In this work, we aim to solve the problem that segmenting new target retinal fundus images with dissimilar source training set. We present a two-step supervised learning approach . The pipline of our method is shown in Figure. 1. The first step focuses on the construction of a synthesized dataset based on the target query images. The second step proceeds to learn a supervised segmentation method based on the synthesized dataset. The constructed dataset is capable to bridge the gap between the existing source dataset and the new target query dataset. This is the crucial part of our approach. The technique used to build the synthesized data is recurrent generative adversarial network (R-sGAN) whose details are shown in Figure. 2. With the help of R-sGAN, the realistic-looking training images can be generated containing the content of source dataset with the same textural style of the target query images. The model structure of our R-sGAN is displayed in Figure. 1(a) with detailed GRU structure depicted in Figure. 1(b). The involved loss fuctions are summarized in Figure. 1(c). Figure. 1(d) presents the network used for feature extraction.

Flowchart of our method

Fig. 1 The flowchart of our approach that contains two steps.
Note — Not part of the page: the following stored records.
impl Unit<'_> {
    pub fn name(&self) -> &str {
        self.key.name.as_deref().unwrap_or("environment")
    }

    /// Provider-side name handed to modules as `resource_id`.
    fn resource_id(&self) -> String {
        match &self.key.name {
            Some(name) => format!("{}-{}-{name}", self.key.project, self.key.environment),
            None => format!("{}-{}", self.key.project, self.key.environment),
        }
    }

    fn outputs_key(&self) -> OutputsKey {
        OutputsKey::new(
            &self.key.project,
            &self.key.environment,
            self.product_name,
            self.name(),
        )
    }
}

pub(crate) fn now() -> String {
    chrono::Utc::now().to_rfc3339()
}

/// Resolve every declared input to a JSON value.
///
/// A handle to a resource that is not `ready`, or whose outputs were never
/// cached, fails with `DependencyNotReady`; a handle to a field the resource
/// did not return fails with `MissingOutput`. Explicit `depends_on` entries
/// must be ready as well.
pub async fn resolve_inputs(
    run: &Run,
    env: &EnvironmentView,
    unit: &str,
    inputs: &Inputs,
    depends_on: &[String],
) -> Result<BTreeMap<String, Value>, CoreError> {
    let mut wanted: BTreeSet<String> = referenced_resources(inputs);
    wanted.extend(depends_on.iter().cloned());

    let mut outputs: BTreeMap<String, Outputs> = BTreeMap::new();
    for dependency in wanted {
        let record: Option<ResourceRecord> = run
            .ctx()
            .store()
            .get(&RecordKey::resource(&env.project, &env.name, &dependency))
            .await?;
        let not_ready = || CoreError::DependencyNotReady {
            unit: unit.to_owned(),
            dependency: dependency.clone(),
        };
        let record = record.filter(ResourceRecord::is_ready).ok_or_else(not_ready)?;
        let key = OutputsKey::new(&env.project, &env.name, &record.product, &dependency);
        let cached = run
            .outputs()
            .get(env.bucket(), &key)
            .await?
            .ok_or_else(not_ready)?;
        outputs.insert(dependency, cached);
    }

    let mut resolved = BTreeMap::new();
    for (name, value) in inputs {
        let value = match value {
            InputValue::Literal(v) => v.clone(),
            InputValue::Output(handle) => {
                let field = outputs
                    .get(&handle.of)
                    .and_then(|o| o.get(&handle.output))
                    .ok_or_else(|| CoreError::MissingOutput {
                        unit: unit.to_owned(),
                        resource: handle.of.clone(),
                        output: handle.output.clone(),
                    })?;
                Value::String(field.clone())
            }
        };
        resolved.insert(name.clone(), value);
    }
    Ok(resolved)
}
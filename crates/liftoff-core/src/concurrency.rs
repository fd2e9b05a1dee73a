use crate::CoreError;
use std::future::Future;
use std::sync::atomic::{AtomicBool, Ordering};
use std::sync::Arc;
use tokio::sync::Semaphore;
use tokio::task::JoinSet;
use tokio_util::sync::CancellationToken;
use tracing::error;

static SHUTDOWN_REQUESTED: AtomicBool = AtomicBool::new(false);

/// First Ctrl-C cancels `token` so running units finish their bookkeeping
/// and release their locks; a second one exits immediately.
pub fn install_signal_handler(token: CancellationToken) {
    let _ = ctrlc::set_handler(move || {
        if SHUTDOWN_REQUESTED.load(Ordering::SeqCst) {
            std::process::exit(130);
        }
        SHUTDOWN_REQUESTED.store(true, Ordering::SeqCst);
        token.cancel();
        eprintln!("\ncancellation requested, releasing locks...");
    });
}

pub fn shutdown_requested() -> bool {
    SHUTDOWN_REQUESTED.load(Ordering::SeqCst)
}

/// Race `fut` against `cancel`.
pub async fn cancellable<T>(
    cancel: &CancellationToken,
    fut: impl Future<Output = Result<T, CoreError>>,
) -> Result<T, CoreError> {
    tokio::select! {
        () = cancel.cancelled() => Err(CoreError::Cancelled),
        result = fut => result,
    }
}

/// Run `task` for every item with at most `limit` in flight. Results come
/// back in input order. A panicking task is logged and yields `on_panic`.
pub async fn fan_out<I, T, F, Fut>(
    limit: usize,
    items: Vec<I>,
    task: F,
    on_panic: impl Fn(&I) -> T,
) -> Vec<T>
where
    I: Clone + Send + 'static,
    T: Send + 'static,
    F: Fn(I) -> Fut,
    Fut: Future<Output = T> + Send + 'static,
{
    let semaphore = Arc::new(Semaphore::new(limit.max(1)));
    let mut set = JoinSet::new();
    for (index, item) in items.iter().cloned().enumerate() {
        let semaphore = Arc::clone(&semaphore);
        let fut = task(item);
        set.spawn(async move {
            // The semaphore is never closed.
            let _permit = semaphore.acquire_owned().await.ok();
            (index, fut.await)
        });
    }

    let mut results: Vec<Option<T>> = items.iter().map(|_| None).collect();
    while let Some(joined) = set.join_next().await {
        match joined {
            Ok((index, value)) => results[index] = Some(value),
            Err(e) => error!(error = %e, "unit task panicked"),
        }
    }
    results
        .into_iter()
        .zip(&items)
        .map(|(result, item)| result.unwrap_or_else(|| on_panic(item)))
        .collect()
}
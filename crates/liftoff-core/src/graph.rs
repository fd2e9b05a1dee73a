use crate::CoreError;
use liftoff_schema::{ResourceConfig, ServiceConfig};
use std::collections::{BTreeMap, BTreeSet};

#[derive(Debug, Clone, Default)]
pub struct DependencyGraph {
    deps: BTreeMap<String, BTreeSet<String>>,
}

impl DependencyGraph {
    pub fn new() -> Self {
        Self::default()
    }

    pub fn from_resources(resources: &[ResourceConfig]) -> Self {
        let mut graph = Self::new();
        for r in resources {
            graph.add(&r.name, r.dependencies());
        }
        graph
    }

    pub fn with_services(mut self, services: &[ServiceConfig]) -> Self {
        for s in services {
            self.add(&s.name, s.dependencies());
        }
        self
    }

    pub fn add(&mut self, unit: &str, deps: BTreeSet<String>) {
        self.deps.entry(unit.to_owned()).or_default().extend(deps);
    }

    pub fn contains(&self, unit: &str) -> bool {
        self.deps.contains_key(unit)
    }

    pub fn dependencies(&self, unit: &str) -> impl Iterator<Item = &String> {
        self.deps.get(unit).into_iter().flatten()
    }

    /// Units that depend directly on `unit`, sorted.
    pub fn dependents(&self, unit: &str) -> Vec<String> {
        self.deps
            .iter()
            .filter(|(_, deps)| deps.contains(unit))
            .map(|(name, _)| name.clone())
            .collect()
    }

    /// `roots` plus everything they depend on, transitively.
    pub fn closure<'a>(&self, roots: impl IntoIterator<Item = &'a str>) -> BTreeSet<String> {
        let mut seen = BTreeSet::new();
        let mut stack: Vec<String> = roots.into_iter().map(str::to_owned).collect();
        while let Some(unit) = stack.pop() {
            if !seen.insert(unit.clone()) {
                continue;
            }
            stack.extend(self.dependencies(&unit).cloned());
        }
        seen
    }

    /// Kahn's algorithm, one layer at a time. Units in a layer only depend
    /// on earlier layers; names inside a layer are sorted. Dependencies on
    /// units outside the graph are ignored here (they must already exist).
    pub fn layers(&self) -> Result<Vec<Vec<String>>, CoreError> {
        let mut remaining: BTreeMap<&str, BTreeSet<&str>> = self
            .deps
            .iter()
            .map(|(unit, deps)| {
                let inside = deps
                    .iter()
                    .map(String::as_str)
                    .filter(|d| self.deps.contains_key(*d))
                    .collect();
                (unit.as_str(), inside)
            })
            .collect();

        let mut layers = Vec::new();
        while !remaining.is_empty() {
            let ready: Vec<&str> = remaining
                .iter()
                .filter(|(_, deps)| deps.is_empty())
                .map(|(unit, _)| *unit)
                .collect();
            if ready.is_empty() {
                return Err(CoreError::DependencyCycle(
                    remaining.keys().map(|s| (*s).to_owned()).collect(),
                ));
            }
            for unit in &ready {
                remaining.remove(unit);
            }
            for deps in remaining.values_mut() {
                for unit in &ready {
                    deps.remove(unit);
                }
            }
            layers.push(ready.into_iter().map(str::to_owned).collect());
        }
        Ok(layers)
    }
}

#[cfg(test)]
mod tests {
    use super::*;
    use liftoff_schema::InputValue;

    fn resource(name: &str, depends_on: &[&str]) -> ResourceConfig {
        ResourceConfig {
            name: name.to_owned(),
            product: "p".to_owned(),
            depends_on: depends_on.iter().map(|s| (*s).to_owned()).collect(),
            inputs: Default::default(),
        }
    }

    #[test]
    fn layers_respect_dependencies() {
        let mut cache = resource("cache", &[]);
        cache
            .inputs
            .insert("network".to_owned(), InputValue::output_of("vpc", "id"));
        let graph = DependencyGraph::from_resources(&[
            resource("db", &["vpc"]),
            cache,
            resource("vpc", &[]),
            resource("bucket", &[]),
            resource("worker", &["db", "cache"]),
        ]);
        let layers = graph.layers().unwrap();
        assert_eq!(
            layers,
            vec![
                vec!["bucket".to_owned(), "vpc".to_owned()],
                vec!["cache".to_owned(), "db".to_owned()],
                vec!["worker".to_owned()],
            ]
        );
    }

    #[test]
    fn cycles_are_reported() {
        let graph = DependencyGraph::from_resources(&[
            resource("a", &["b"]),
            resource("b", &["c"]),
            resource("c", &["a"]),
            resource("free", &[]),
        ]);
        match graph.layers() {
            Err(CoreError::DependencyCycle(units)) => assert_eq!(units, vec!["a", "b", "c"]),
            other => panic!("expected cycle, got {other:?}"),
        }
    }

    #[test]
    fn external_dependencies_do_not_block() {
        let graph = DependencyGraph::from_resources(&[resource("db", &["already-there"])]);
        assert_eq!(graph.layers().unwrap(), vec![vec!["db".to_owned()]]);
    }

    #[test]
    fn closure_and_dependents() {
        let graph = DependencyGraph::from_resources(&[
            resource("vpc", &[]),
            resource("db", &["vpc"]),
            resource("queue", &[]),
        ])
        .with_services(&[ServiceConfig {
            name: "api".to_owned(),
            product: "run".to_owned(),
            dockerfile: "Dockerfile".to_owned(),
            build_directory: ".".into(),
            build_ignore: vec![],
            depends_on: vec!["db".to_owned()],
            inputs: Default::default(),
        }]);
        let closure = graph.closure(["api"]);
        assert_eq!(
            closure.into_iter().collect::<Vec<_>>(),
            vec!["api", "db", "vpc"]
        );
        assert_eq!(graph.dependents("db"), vec!["api"]);
        assert_eq!(graph.dependents("vpc"), vec!["db"]);
        assert!(graph.dependents("queue").is_empty());
    }
}
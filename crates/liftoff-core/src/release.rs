//! Release pipeline: move a service's live pointer to a pinned image and
//! wait for it to become healthy.
//!
//! A failed release is left as it is. Going back to the last good version
//! is an explicit [`rollback`].

use crate::context::{EnvironmentView, Run};
use crate::provision::{resolve_inputs, stringify};
use crate::retry::{poll_until, retry, PollPolicy};
use crate::CoreError;
use liftoff_runtime::ReleaseRequest;
use liftoff_schema::{
    ArtifactRef, DeploymentId, LockToken, OperationType, RecordKey, ServiceConfig, ServiceRecord,
    ServiceStatus,
};
use liftoff_store::OutputsKey;
use std::collections::BTreeMap;
use tracing::{info, warn};

/// Point `target` at `artifact` and wait until the new revision serves.
/// Returns the service URL.
pub async fn release(
    run: &Run,
    env: &EnvironmentView,
    service: &str,
    target: &str,
    artifact: &ArtifactRef,
    deployment_id: DeploymentId,
    inputs: BTreeMap<String, String>,
) -> Result<String, CoreError> {
    let providers = run.ctx().bindings().provider(env.provider())?;
    let policy = PollPolicy::for_releases(run.ctx().settings());
    let request = ReleaseRequest {
        target: target.to_owned(),
        image: artifact.pinned(),
        deployment_id,
        region: env.record.provider_config.region.clone(),
        identity: env.record.provider_config.identity.clone(),
        inputs,
    };
    let failed = |e: CoreError| match e {
        CoreError::Runtime(source) => CoreError::ReleaseFailed {
            service: service.to_owned(),
            reason: source.to_string(),
        },
        CoreError::OperationFailed { reason, .. } => CoreError::ReleaseFailed {
            service: service.to_owned(),
            reason,
        },
        other => other,
    };

    let revision = retry(&format!("release of {service}"), &policy, run.cancel(), || {
        providers.releases.update(&request)
    })
    .await
    .map_err(failed)?;
    info!(service, revision = %revision, image = %request.image, "release pointer moved");

    let url = poll_until(&format!("readiness of {service}"), &policy, run.cancel(), || {
        providers.releases.readiness(target, &revision)
    })
    .await
    .map_err(failed)?;
    info!(service, url = %url, %deployment_id, "service ready");
    Ok(url)
}

/// Release inputs of a service: its declared inputs, resolved and
/// rendered as strings.
pub async fn release_inputs(
    run: &Run,
    env: &EnvironmentView,
    service: &ServiceConfig,
) -> Result<BTreeMap<String, String>, CoreError> {
    let values = resolve_inputs(run, env, &service.name, &service.inputs, &service.depends_on).await?;
    Ok(stringify(values))
}

/// Re-release the service's previous version under the service lock.
///
/// On success the previous and current versions swap places. On failure
/// the record is left `deploy_failed` with the previous version kept, so
/// the rollback can be retried.
pub async fn rollback(
    run: &Run,
    env: &EnvironmentView,
    service: &ServiceConfig,
) -> Result<ServiceRecord, CoreError> {
    let key = RecordKey::service(&env.project, &env.name, &service.name);
    let guard = run
        .ctx()
        .locks()
        .acquire_guard(&key.lock_key(), OperationType::RollbackService)
        .await?;
    let result = rollback_locked(run, env, service, &key, guard.token()).await;
    if let Err(e) = guard.release().await {
        warn!(service = %service.name, error = %e, "failed to release service lock");
    }
    result
}

async fn rollback_locked(
    run: &Run,
    env: &EnvironmentView,
    service: &ServiceConfig,
    key: &RecordKey,
    token: &LockToken,
) -> Result<ServiceRecord, CoreError> {
    let store = run.ctx().store();
    let mut record: ServiceRecord = store.load(key).await?;
    let previous = record
        .previous
        .clone()
        .ok_or_else(|| CoreError::NothingToRollback {
            service: service.name.clone(),
        })?;
    let infra = run
        .outputs()
        .get(
            env.bucket(),
            &OutputsKey::new(&env.project, &env.name, &record.product, &service.name),
        )
        .await?
        .unwrap_or_default();
    let target = infra
        .get("release_target")
        .ok_or_else(|| CoreError::MissingOutput {
            unit: service.name.clone(),
            resource: service.name.clone(),
            output: "release_target".to_owned(),
        })?;
    let inputs = release_inputs(run, env, service).await?;

    let current = record.live_version();
    match release(
        run,
        env,
        &service.name,
        target,
        &previous.artifact,
        previous.deployment_id,
        inputs,
    )
    .await
    {
        Ok(url) => {
            record.status = ServiceStatus::Ready;
            record.deployment_id = Some(previous.deployment_id);
            record.artifact = Some(previous.artifact);
            record.service_url = Some(url);
            record.previous = current;
            let saved = store.save(key, &record, token).await?;
            info!(service = %service.name, deployment_id = %previous.deployment_id, "rolled back");
            Ok(saved)
        }
        Err(e) => {
            record.status = ServiceStatus::DeployFailed;
            record.deployment_id = None;
            record.service_url = None;
            record.artifact = None;
            if let Err(save) = store.save(key, &record, token).await {
                warn!(service = %service.name, error = %save, "failed to record rollback failure");
            }
            Err(e)
        }
    }
}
Step 1 involves the construction of synthesized target training set that has the vessel structures of the reference training set and the textural appearance of the target query images. Step 2 thus engages a supervised segmentation method to learn a dedicated target model.

Model structure

Fig. 2 (a) The proposed R-sGAN synthesis process, where the GRU-type component is utilized and depicted in (b). The involved loss functions are summarized in (c). The generator gate adopts the U-net structure, while inspired by the GAN technique, a corresponding discriminator is considered in (c) that also induces the adversarial loss and the diversity loss. The style and content features considered in our approach are directly obtained from the deep learning representation. Without loss of generality, the VGG network is considered in our work to extract these features, which is illustrated in (d).